GREEK DRAMA and the Invention of Rhetoric “An impressively erudite, elegantly crafted argument for reversing what ‘everybody knows’ about the relation of two literary genres that played before mass audiences in the Athenian city state.” Victor Bers, Yale University “Sansone’s book is first-rate and should be read by any scholar interested in the origins of Greek rhetorical theory or, for that matter, interested in Greek tragedy. That Greek tragedy contains elements properly described as rhetorical is familiar, but Sansone goes far beyond this understanding by putting Greek tragedy at the heart of a counter-narrative of those origins.” Edward Schiappa, The University of Minnesota This book challenges the standard view that formal rhetoric arose in response to the political and social environment of ancient Athens. Instead, it is argued, it was the theater of Ancient Greece, first appearing around 500 BC that prompted the development of formalized rhetoric, which evolved soon thereafter. Indeed, ancient Athenian drama was inextricably bound to the city-state’s development as a political entity, as well as to the birth of rhetoric. Ancient Greek dramatists used mythical conflicts as an opportunity for staging debates over issues of contemporary relevance, civic responsibility, war, and the role of the gods. The author shows how the essential feature of dialogue in drama created a ‘counterpoint’—an interplay between the actor making the speech and the character reacting to it on stage. This innovation spurred the development of other more sophisticated forms of argumentation, which ultimately formed the core of formalized rhetoric.

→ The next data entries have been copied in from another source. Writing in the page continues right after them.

//! Accelerometer sensor types
//!
//! Full-scale ranges and raw/physical sample types for the MPU-6050 accelerometer.

/// Accelerometer full-scale range
#[derive(Debug, Clone, Copy, PartialEq, Eq)]
#[cfg_attr(feature = "defmt", derive(defmt::Format))]
pub enum AccelFullScale {
    /// ±2g range (most sensitive, least range)
    G2 = 0,
    /// ±4g range
    G4 = 1,
    /// ±8g range
    G8 = 2,
    /// ±16g range (least sensitive, most range)
    G16 = 3,
}

impl AccelFullScale {
    /// Get the sensitivity in LSB/g (Least Significant Bit per g)
    ///
    /// This is used to convert raw sensor values to physical units.
    #[must_use]
    pub const fn sensitivity(self) -> f32 {
        match self {
            Self::G2 => 16384.0, // LSB/g
            Self::G4 => 8192.0,  // LSB/g
            Self::G8 => 4096.0,  // LSB/g
            Self::G16 => 2048.0, // LSB/g
        }
    }

    /// Raw reading of a stationary axis aligned with gravity
    #[must_use]
    pub const fn one_g(self) -> i32 {
        match self {
            Self::G2 => 16384,
            Self::G4 => 8192,
            Self::G8 => 4096,
            Self::G16 => 2048,
        }
    }

    /// Get the maximum value in g
    #[must_use]
    pub const fn max_value(self) -> u8 {
        match self {
            Self::G2 => 2,
            Self::G4 => 4,
            Self::G8 => 8,
            Self::G16 => 16,
        }
    }

    /// Decode the `AFS_SEL` field
    #[must_use]
    pub const fn from_bits(bits: u8) -> Self {
        match bits & 0x03 {
            0 => Self::G2,
            1 => Self::G4,
            2 => Self::G8,
            _ => Self::G16,
        }
    }
}

/// Accelerometer data (raw 16-bit values)
#[derive(Debug, Clone, Copy, PartialEq, Eq, Default)]
#[cfg_attr(feature = "defmt", derive(defmt::Format))]
pub struct AccelData {
    /// X-axis acceleration (raw)
    pub x: i16,
    /// Y-axis acceleration (raw)
    pub y: i16,
    /// Z-axis acceleration (raw)
    pub z: i16,
}

impl AccelData {
    /// Axes as an array, X/Y/Z
    #[must_use]
    pub const fn as_array(&self) -> [i16; 3] {
        [self.x, self.y, self.z]
    }
}

/// Accelerometer data in physical units (g-force)
#[derive(Debug, Clone, Copy, PartialEq)]
#[cfg_attr(feature = "defmt", derive(defmt::Format))]
pub struct AccelDataG {
    /// X-axis acceleration in g
    pub x: f32,
    /// Y-axis acceleration in g
    pub y: f32,
    /// Z-axis acceleration in g
    pub z: f32,
}

impl AccelDataG {
    /// Convert raw readings using the range sensitivity
    #[must_use]
    pub fn from_raw(raw: AccelData, scale: AccelFullScale) -> Self {
        let sensitivity = scale.sensitivity();
        Self {
            x: f32::from(raw.x) / sensitivity,
            y: f32::from(raw.y) / sensitivity,
            z: f32::from(raw.z) / sensitivity,
        }
    }

    /// Get the magnitude of the acceleration vector
    #[must_use]
    pub fn magnitude(&self) -> f32 {
        libm::sqrtf(self.x * self.x + self.y * self.y + self.z * self.z)
    }
}
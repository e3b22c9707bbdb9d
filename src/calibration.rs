//! Accelerometer and gyroscope offset calibration
//!
//! [`Calibrator`] searches for hardware offset register values that make a
//! stationary, level device read zero on every axis except accelerometer Z,
//! which should read +1 g for the configured range. Each iteration writes the
//! current guess, averages a long run of samples and nudges every axis that
//! is still outside its dead-zone.

use embedded_hal::delay::DelayNs;

use crate::device::MotionData;
use crate::Error;

/// Six hardware offset register values
#[derive(Debug, Clone, Copy, PartialEq, Eq, Default)]
#[cfg_attr(feature = "defmt", derive(defmt::Format))]
pub struct CalibrationOffsets {
    /// Accelerometer offsets, X/Y/Z
    pub accel: [i16; 3],
    /// Gyroscope offsets, X/Y/Z
    pub gyro: [i16; 3],
}

impl CalibrationOffsets {
    /// All offsets zero
    pub const ZERO: Self = Self {
        accel: [0; 3],
        gyro: [0; 3],
    };

    /// Build from accel X/Y/Z followed by gyro X/Y/Z
    #[must_use]
    pub const fn from_array(values: [i16; 6]) -> Self {
        Self {
            accel: [values[0], values[1], values[2]],
            gyro: [values[3], values[4], values[5]],
        }
    }

    /// Accel X/Y/Z followed by gyro X/Y/Z
    #[must_use]
    pub const fn as_array(&self) -> [i16; 6] {
        [
            self.accel[0],
            self.accel[1],
            self.accel[2],
            self.gyro[0],
            self.gyro[1],
            self.gyro[2],
        ]
    }
}

/// Device that can be calibrated
///
/// Implemented by [`Mpu6050`](crate::Mpu6050); tests provide sensor models.
pub trait CalibrationTarget {
    /// Write all six offset registers
    ///
    /// # Errors
    ///
    /// Returns an error if the offsets cannot be written.
    fn apply_offsets(&mut self, offsets: &CalibrationOffsets) -> Result<(), Error>;

    /// Read one accelerometer + gyroscope sample
    ///
    /// # Errors
    ///
    /// Returns an error if the sample cannot be read.
    fn read_motion(&mut self) -> Result<MotionData, Error>;

    /// Raw accelerometer reading corresponding to 1 g in the current range
    fn one_g(&self) -> i32;
}

/// Calibration parameters
#[derive(Debug, Clone, Copy, PartialEq, Eq)]
#[cfg_attr(feature = "defmt", derive(defmt::Format))]
pub struct CalibrationConfig {
    /// Samples averaged per mean measurement
    pub samples: u32,
    /// Samples read and discarded before averaging
    pub warmup_samples: u32,
    /// Pause after every sample, in microseconds
    pub sample_interval_us: u32,
    /// Accelerometer tolerance in raw LSB
    pub accel_deadzone: i32,
    /// Gyroscope tolerance in raw LSB
    pub gyro_deadzone: i32,
    /// Refinement iterations before giving up
    pub max_iterations: u32,
}

impl Default for CalibrationConfig {
    fn default() -> Self {
        Self {
            samples: 1000,
            warmup_samples: 101,
            sample_interval_us: 10_000,
            accel_deadzone: 8,
            gyro_deadzone: 1,
            max_iterations: 64,
        }
    }
}

/// Offset calibration engine
pub struct Calibrator<D> {
    delay: D,
    config: CalibrationConfig,
}

impl<D: DelayNs> Calibrator<D> {
    /// Create a calibrator
    ///
    /// # Errors
    ///
    /// Returns [`Error::InvalidConfig`] if `samples` is zero or a dead-zone
    /// is negative.
    pub fn new(delay: D, config: CalibrationConfig) -> Result<Self, Error> {
        if config.samples == 0 || config.accel_deadzone < 0 || config.gyro_deadzone < 0 {
            return Err(Error::InvalidConfig);
        }
        Ok(Self { delay, config })
    }

    /// Active configuration
    pub const fn config(&self) -> &CalibrationConfig {
        &self.config
    }

    /// Release the delay provider
    pub fn release(self) -> D {
        self.delay
    }

    /// Average `samples` readings after discarding the warm-up run
    ///
    /// Means are truncated toward zero. Returns accel X/Y/Z then gyro X/Y/Z.
    ///
    /// # Errors
    ///
    /// Propagates read failures from the target.
    pub fn measure_means<T: CalibrationTarget>(&mut self, target: &mut T) -> Result<[i32; 6], Error> {
        for _ in 0..self.config.warmup_samples {
            target.read_motion()?;
            self.delay.delay_us(self.config.sample_interval_us);
        }

        let mut sums = [0i64; 6];
        for _ in 0..self.config.samples {
            let sample = target.read_motion()?;
            for (sum, value) in sums.iter_mut().zip(sample.axes()) {
                *sum += i64::from(value);
            }
            self.delay.delay_us(self.config.sample_interval_us);
        }

        let count = i64::from(self.config.samples);
        let mut means = [0i32; 6];
        for (mean, sum) in means.iter_mut().zip(sums) {
            // A mean of i16 samples always fits in i32
            *mean = i32::try_from(sum / count).unwrap_or_default();
        }
        Ok(means)
    }

    /// Run the full calibration
    ///
    /// Zeroes the offset registers, measures, then refines the offsets until
    /// all six axes fall inside their dead-zones in the same iteration. The
    /// final offsets are left applied to the target.
    ///
    /// # Errors
    ///
    /// Returns [`Error::CalibrationNotConverged`] after `max_iterations`
    /// refinements without convergence, or propagates target failures.
    pub fn run<T: CalibrationTarget>(&mut self, target: &mut T) -> Result<CalibrationOffsets, Error> {
        let one_g = target.one_g();
        let accel_deadzone = self.config.accel_deadzone;
        let gyro_deadzone = self.config.gyro_deadzone;

        target.apply_offsets(&CalibrationOffsets::ZERO)?;
        let means = self.measure_means(target)?;

        let mut offsets = [
            -means[0] / 8,
            -means[1] / 8,
            (one_g - means[2]) / 8,
            -means[3] / 4,
            -means[4] / 4,
            -means[5] / 4,
        ];

        for iteration in 0..self.config.max_iterations {
            target.apply_offsets(&to_offsets(&offsets))?;
            let means = self.measure_means(target)?;

            let mut ready = 0;
            for axis in 0..3 {
                let residual = if axis == 2 {
                    one_g - means[axis]
                } else {
                    -means[axis]
                };
                if residual.abs() <= accel_deadzone {
                    ready += 1;
                } else {
                    offsets[axis] = nudge(offsets[axis], residual / accel_deadzone.max(1));
                }
            }
            for axis in 3..6 {
                if means[axis].abs() <= gyro_deadzone {
                    ready += 1;
                } else {
                    offsets[axis] = nudge(offsets[axis], -(means[axis] / (gyro_deadzone + 1)));
                }
            }

            #[cfg(feature = "defmt")]
            defmt::debug!(
                "Calibration iteration {}: means {}, {} axes settled",
                iteration,
                means,
                ready
            );

            if ready == 6 {
                let result = to_offsets(&offsets);
                #[cfg(feature = "defmt")]
                defmt::info!("Calibration converged after {} iterations: {}", iteration + 1, result);
                #[cfg(not(feature = "defmt"))]
                let _ = iteration;
                return Ok(result);
            }
        }

        #[cfg(feature = "defmt")]
        defmt::warn!(
            "Calibration did not converge in {} iterations",
            self.config.max_iterations
        );
        Err(Error::CalibrationNotConverged)
    }
}

/// Move an offset guess by `step`, staying within the register range
fn nudge(value: i32, step: i32) -> i32 {
    value
        .saturating_add(step)
        .clamp(i32::from(i16::MIN), i32::from(i16::MAX))
}

fn to_offsets(values: &[i32; 6]) -> CalibrationOffsets {
    let mut clamped = [0i16; 6];
    for (out, &value) in clamped.iter_mut().zip(values) {
        #[allow(clippy::cast_possible_truncation)]
        let value = value.clamp(i32::from(i16::MIN), i32::from(i16::MAX)) as i16;
        *out = value;
    }
    CalibrationOffsets::from_array(clamped)
}
//! Magnetometer sensor types
//!
//! Configuration enums and sample types for the HMC5883L 3-axis magnetometer.

/// Number of samples averaged per measurement
#[derive(Debug, Clone, Copy, PartialEq, Eq)]
#[cfg_attr(feature = "defmt", derive(defmt::Format))]
pub enum MagAveraging {
    /// No averaging
    One = 0,
    /// 2 samples
    Two = 1,
    /// 4 samples
    Four = 2,
    /// 8 samples
    Eight = 3,
}

/// Typical data output rate in continuous mode
#[derive(Debug, Clone, Copy, PartialEq, Eq)]
#[cfg_attr(feature = "defmt", derive(defmt::Format))]
pub enum MagDataRate {
    /// 0.75 Hz
    Hz0_75 = 0,
    /// 1.5 Hz
    Hz1_5 = 1,
    /// 3 Hz
    Hz3 = 2,
    /// 7.5 Hz
    Hz7_5 = 3,
    /// 15 Hz
    Hz15 = 4,
    /// 30 Hz
    Hz30 = 5,
    /// 75 Hz
    Hz75 = 6,
}

impl MagDataRate {
    /// Output rate in Hz
    #[must_use]
    pub const fn hz(self) -> f32 {
        match self {
            Self::Hz0_75 => 0.75,
            Self::Hz1_5 => 1.5,
            Self::Hz3 => 3.0,
            Self::Hz7_5 => 7.5,
            Self::Hz15 => 15.0,
            Self::Hz30 => 30.0,
            Self::Hz75 => 75.0,
        }
    }
}

/// Measurement bias applied to the sensor
#[derive(Debug, Clone, Copy, PartialEq, Eq)]
#[cfg_attr(feature = "defmt", derive(defmt::Format))]
pub enum MagBias {
    /// Normal measurement
    Normal = 0,
    /// Positive self-test bias
    Positive = 1,
    /// Negative self-test bias
    Negative = 2,
}

/// Sensor field range and gain
#[derive(Debug, Clone, Copy, PartialEq, Eq)]
#[cfg_attr(feature = "defmt", derive(defmt::Format))]
pub enum MagGain {
    /// ±0.88 Ga
    Ga0_88 = 0,
    /// ±1.3 Ga
    Ga1_3 = 1,
    /// ±1.9 Ga
    Ga1_9 = 2,
    /// ±2.5 Ga
    Ga2_5 = 3,
    /// ±4.0 Ga
    Ga4_0 = 4,
    /// ±4.7 Ga
    Ga4_7 = 5,
    /// ±5.6 Ga
    Ga5_6 = 6,
    /// ±8.1 Ga
    Ga8_1 = 7,
}

impl MagGain {
    /// Sensitivity in LSB/Gauss
    #[must_use]
    pub const fn lsb_per_gauss(self) -> f32 {
        match self {
            Self::Ga0_88 => 1370.0,
            Self::Ga1_3 => 1090.0,
            Self::Ga1_9 => 820.0,
            Self::Ga2_5 => 660.0,
            Self::Ga4_0 => 440.0,
            Self::Ga4_7 => 390.0,
            Self::Ga5_6 => 330.0,
            Self::Ga8_1 => 230.0,
        }
    }
}

/// Magnetometer operating mode
#[derive(Debug, Clone, Copy, PartialEq, Eq)]
#[cfg_attr(feature = "defmt", derive(defmt::Format))]
pub enum MagMode {
    /// Continuous measurement mode
    Continuous = 0,
    /// Single measurement, then idle
    Single = 1,
    /// Idle mode
    Idle = 2,
}

/// Magnetometer data (raw 16-bit values)
#[derive(Debug, Clone, Copy, PartialEq, Eq, Default)]
#[cfg_attr(feature = "defmt", derive(defmt::Format))]
pub struct MagData {
    /// X-axis magnetic field (raw)
    pub x: i16,
    /// Y-axis magnetic field (raw)
    pub y: i16,
    /// Z-axis magnetic field (raw)
    pub z: i16,
}

impl MagData {
    /// Decode the output registers, which arrive in X, Z, Y order
    #[must_use]
    pub const fn from_registers(bytes: [u8; 6]) -> Self {
        Self {
            x: i16::from_be_bytes([bytes[0], bytes[1]]),
            z: i16::from_be_bytes([bytes[2], bytes[3]]),
            y: i16::from_be_bytes([bytes[4], bytes[5]]),
        }
    }

    /// Axes as an array, X/Y/Z
    #[must_use]
    pub const fn as_array(&self) -> [i16; 3] {
        [self.x, self.y, self.z]
    }
}

/// Magnetometer data in Gauss
#[derive(Debug, Clone, Copy, PartialEq)]
#[cfg_attr(feature = "defmt", derive(defmt::Format))]
pub struct MagDataGauss {
    /// X-axis magnetic field in Ga
    pub x: f32,
    /// Y-axis magnetic field in Ga
    pub y: f32,
    /// Z-axis magnetic field in Ga
    pub z: f32,
}

impl MagDataGauss {
    /// Convert raw readings using the gain setting
    #[must_use]
    pub fn from_raw(raw: MagData, gain: MagGain) -> Self {
        let scale = gain.lsb_per_gauss();
        Self {
            x: f32::from(raw.x) / scale,
            y: f32::from(raw.y) / scale,
            z: f32::from(raw.z) / scale,
        }
    }
}
//! Mahony attitude and heading reference filter
//!
//! A nonlinear complementary filter: gyroscope rates are integrated into the
//! orientation quaternion, and the cross product between measured and
//! predicted gravity (and magnetic field) directions feeds back through a
//! proportional-integral controller to cancel gyro drift.

use core::time::Duration;

use nalgebra::{Quaternion, Vector3};

/// Default filter update rate
pub const DEFAULT_SAMPLE_FREQUENCY_HZ: f32 = 512.0;

const RAD_TO_DEG: f32 = 57.295_78;

/// Feedback gains
///
/// Both gains are stored doubled, as they appear in the update equations.
#[derive(Debug, Clone, Copy, PartialEq)]
#[cfg_attr(feature = "defmt", derive(defmt::Format))]
pub struct MahonyParams {
    /// 2 × proportional gain
    pub two_kp: f32,
    /// 2 × integral gain; zero disables the integral term
    pub two_ki: f32,
}

impl Default for MahonyParams {
    fn default() -> Self {
        Self {
            two_kp: 2.0 * 0.5,
            two_ki: 2.0 * 0.0,
        }
    }
}

/// What an update did with its inputs
#[derive(Debug, Clone, Copy, PartialEq, Eq)]
#[cfg_attr(feature = "defmt", derive(defmt::Format))]
pub enum UpdateOutcome {
    /// Corrected against gravity and the magnetic field
    Full,
    /// Corrected against gravity only
    GravityOnly,
    /// Inputs were degenerate; the state is unchanged
    Skipped,
}

/// Roll, pitch and yaw
#[derive(Debug, Clone, Copy, PartialEq)]
#[cfg_attr(feature = "defmt", derive(defmt::Format))]
pub struct EulerAngles {
    /// Rotation about X
    pub roll: f32,
    /// Rotation about Y
    pub pitch: f32,
    /// Rotation about Z
    pub yaw: f32,
}

impl EulerAngles {
    /// Convert from radians to degrees
    #[must_use]
    pub fn to_degrees(self) -> Self {
        Self {
            roll: self.roll * RAD_TO_DEG,
            pitch: self.pitch * RAD_TO_DEG,
            yaw: self.yaw * RAD_TO_DEG,
        }
    }
}

/// Mahony filter state
#[derive(Debug, Clone)]
pub struct Mahony {
    sample_period: f32,
    params: MahonyParams,
    quaternion: Quaternion<f32>,
    integral: Vector3<f32>,
}

impl Default for Mahony {
    fn default() -> Self {
        Self::new(
            Duration::from_secs_f32(1.0 / DEFAULT_SAMPLE_FREQUENCY_HZ),
            MahonyParams::default(),
        )
    }
}

impl Mahony {
    /// Create a filter at the identity orientation
    #[must_use]
    pub fn new(sample_period: Duration, params: MahonyParams) -> Self {
        Self {
            sample_period: sample_period.as_secs_f32(),
            params,
            quaternion: Quaternion::identity(),
            integral: Vector3::zeros(),
        }
    }

    /// Nominal period used by [`update`](Self::update) and [`update_imu`](Self::update_imu)
    #[must_use]
    pub fn sample_period(&self) -> f32 {
        self.sample_period
    }

    /// Feedback gains
    #[must_use]
    pub fn params(&self) -> MahonyParams {
        self.params
    }

    /// Current orientation (w, i, j, k)
    #[must_use]
    pub fn quaternion(&self) -> Quaternion<f32> {
        self.quaternion
    }

    /// Accumulated integral feedback
    #[must_use]
    pub fn integral_feedback(&self) -> Vector3<f32> {
        self.integral
    }

    /// Replace the orientation and clear the integral term
    ///
    /// The quaternion is normalized; a zero quaternion resets to identity.
    pub fn set_orientation(&mut self, quaternion: Quaternion<f32>) {
        self.quaternion = quaternion
            .coords
            .try_normalize(f32::EPSILON)
            .map_or_else(Quaternion::identity, Quaternion::from);
        self.integral = Vector3::zeros();
    }

    /// Return to the identity orientation with no integral feedback
    pub fn reset(&mut self) {
        self.set_orientation(Quaternion::identity());
    }

    /// Fuse one gyro (rad/s), accelerometer and magnetometer sample at the nominal period
    ///
    /// A zero accelerometer vector skips the update. A zero magnetometer
    /// vector falls back to the gravity-only correction.
    pub fn update(
        &mut self,
        gyro: Vector3<f32>,
        accel: Vector3<f32>,
        mag: Vector3<f32>,
    ) -> UpdateOutcome {
        self.update_with_dt(gyro, accel, mag, self.sample_period)
    }

    /// Same as [`update`](Self::update) with an explicit period in seconds
    pub fn update_with_dt(
        &mut self,
        gyro: Vector3<f32>,
        accel: Vector3<f32>,
        mag: Vector3<f32>,
        dt: f32,
    ) -> UpdateOutcome {
        let Some(mag) = mag.try_normalize(f32::EPSILON) else {
            return self.update_imu_with_dt(gyro, accel, dt);
        };
        let Some(accel) = accel.try_normalize(f32::EPSILON) else {
            return self.skip();
        };
        if !(dt.is_finite() && dt > 0.0) {
            return self.skip();
        }

        let q = self.quaternion;
        let (q0, q1, q2, q3) = (q.w, q.i, q.j, q.k);
        let q0q1 = q0 * q1;
        let q0q2 = q0 * q2;
        let q0q3 = q0 * q3;
        let q1q1 = q1 * q1;
        let q1q2 = q1 * q2;
        let q1q3 = q1 * q3;
        let q2q2 = q2 * q2;
        let q2q3 = q2 * q3;
        let q3q3 = q3 * q3;

        // Earth-frame field, flattened onto the x-z plane
        let hx = 2.0
            * (mag.x * (0.5 - q2q2 - q3q3) + mag.y * (q1q2 - q0q3) + mag.z * (q1q3 + q0q2));
        let hy = 2.0
            * (mag.x * (q1q2 + q0q3) + mag.y * (0.5 - q1q1 - q3q3) + mag.z * (q2q3 - q0q1));
        let bx = libm::sqrtf(hx * hx + hy * hy);
        let bz = 2.0
            * (mag.x * (q1q3 - q0q2) + mag.y * (q2q3 + q0q1) + mag.z * (0.5 - q1q1 - q2q2));

        let half_v = Self::half_gravity(q);
        let half_w = Vector3::new(
            bx * (0.5 - q2q2 - q3q3) + bz * (q1q3 - q0q2),
            bx * (q1q2 - q0q3) + bz * (q0q1 + q2q3),
            bx * (q0q2 + q1q3) + bz * (0.5 - q1q1 - q2q2),
        );

        let half_e = accel.cross(&half_v) + mag.cross(&half_w);
        self.feedback_and_integrate(gyro, half_e, dt);
        UpdateOutcome::Full
    }

    /// Fuse one gyro (rad/s) and accelerometer sample at the nominal period
    ///
    /// Yaw is not observable in this mode.
    pub fn update_imu(&mut self, gyro: Vector3<f32>, accel: Vector3<f32>) -> UpdateOutcome {
        self.update_imu_with_dt(gyro, accel, self.sample_period)
    }

    /// Same as [`update_imu`](Self::update_imu) with an explicit period in seconds
    pub fn update_imu_with_dt(
        &mut self,
        gyro: Vector3<f32>,
        accel: Vector3<f32>,
        dt: f32,
    ) -> UpdateOutcome {
        let Some(accel) = accel.try_normalize(f32::EPSILON) else {
            return self.skip();
        };
        if !(dt.is_finite() && dt > 0.0) {
            return self.skip();
        }

        let half_e = accel.cross(&Self::half_gravity(self.quaternion));
        self.feedback_and_integrate(gyro, half_e, dt);
        UpdateOutcome::GravityOnly
    }

    /// Half the predicted gravity direction in the body frame
    fn half_gravity(q: Quaternion<f32>) -> Vector3<f32> {
        Vector3::new(
            q.i * q.k - q.w * q.j,
            q.w * q.i + q.j * q.k,
            q.w * q.w - 0.5 + q.k * q.k,
        )
    }

    fn skip(&self) -> UpdateOutcome {
        #[cfg(feature = "defmt")]
        defmt::trace!("Mahony update skipped: degenerate input");
        UpdateOutcome::Skipped
    }

    fn feedback_and_integrate(&mut self, gyro: Vector3<f32>, half_e: Vector3<f32>, dt: f32) {
        let mut rate = gyro;

        if self.params.two_ki > 0.0 {
            self.integral += half_e * (self.params.two_ki * dt);
            rate += self.integral;
        } else {
            self.integral = Vector3::zeros();
        }
        rate += half_e * self.params.two_kp;

        let q = self.quaternion;
        let q_dot = q * Quaternion::from_parts(0.0, rate) * 0.5;
        let next = q + q_dot * dt;

        // Renormalize every step; keep the previous state if the result collapsed
        let norm = next.norm();
        if norm > f32::EPSILON && norm.is_finite() {
            self.quaternion = next / norm;
        }
    }

    /// Orientation as roll, pitch and yaw in radians
    #[must_use]
    pub fn euler_angles(&self) -> EulerAngles {
        let q = self.quaternion;
        let (q0, q1, q2, q3) = (q.w, q.i, q.j, q.k);
        let sin_pitch = (-2.0 * (q1 * q3 - q0 * q2)).clamp(-1.0, 1.0);
        EulerAngles {
            roll: libm::atan2f(q0 * q1 + q2 * q3, 0.5 - q1 * q1 - q2 * q2),
            pitch: libm::asinf(sin_pitch),
            yaw: libm::atan2f(q1 * q2 + q0 * q3, 0.5 - q2 * q2 - q3 * q3),
        }
    }

    /// Orientation as roll, pitch and yaw in degrees
    #[must_use]
    pub fn euler_angles_degrees(&self) -> EulerAngles {
        self.euler_angles().to_degrees()
    }

    /// Roll in degrees
    #[must_use]
    pub fn roll(&self) -> f32 {
        self.euler_angles_degrees().roll
    }

    /// Pitch in degrees
    #[must_use]
    pub fn pitch(&self) -> f32 {
        self.euler_angles_degrees().pitch
    }

    /// Yaw in degrees
    #[must_use]
    pub fn yaw(&self) -> f32 {
        self.euler_angles_degrees().yaw
    }
}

The Oxford Handbook of Rhetorical Studies

The Oxford Handbook of Rhetorical Studies
Author: Michael John MacDonald
Publsiher: Oxford University Press
Total Pages: 844
Release: 2017
Genre: History
ISBN: 9780199731596

Download The Oxford Handbook of Rhetorical Studies Book in PDF, Epub and Kindle

Featuring roughly sixty specially commissioned essays by an international cast of leading rhetoric experts from North America, Europe, and Great Britain, the Handbook will offer readers a comprehensive topical and historical survey of the theory and practice of rhetoric from ancient Greece and Rome through the Middle Ages and Enlightenment up to the present day.

Rhetoric and Drama

Rhetoric and Drama
Author: DS Mayfield
Publsiher: Unknown
Total Pages: 0
Release: 2024
Genre: Drama
ISBN: OCLC:1222786623

Download Rhetoric and Drama Book in PDF, Epub and Kindle

In this preface, a synopsis of the conference preceding this volume is followed by a concise description of the DramaNet project; after an outline of various ties between rhetoric and drama, including copious references for heuristic purposes and future research, each contributor's previous work in this field is briefly referred to, complemented by an abstract of the essay in the present volume.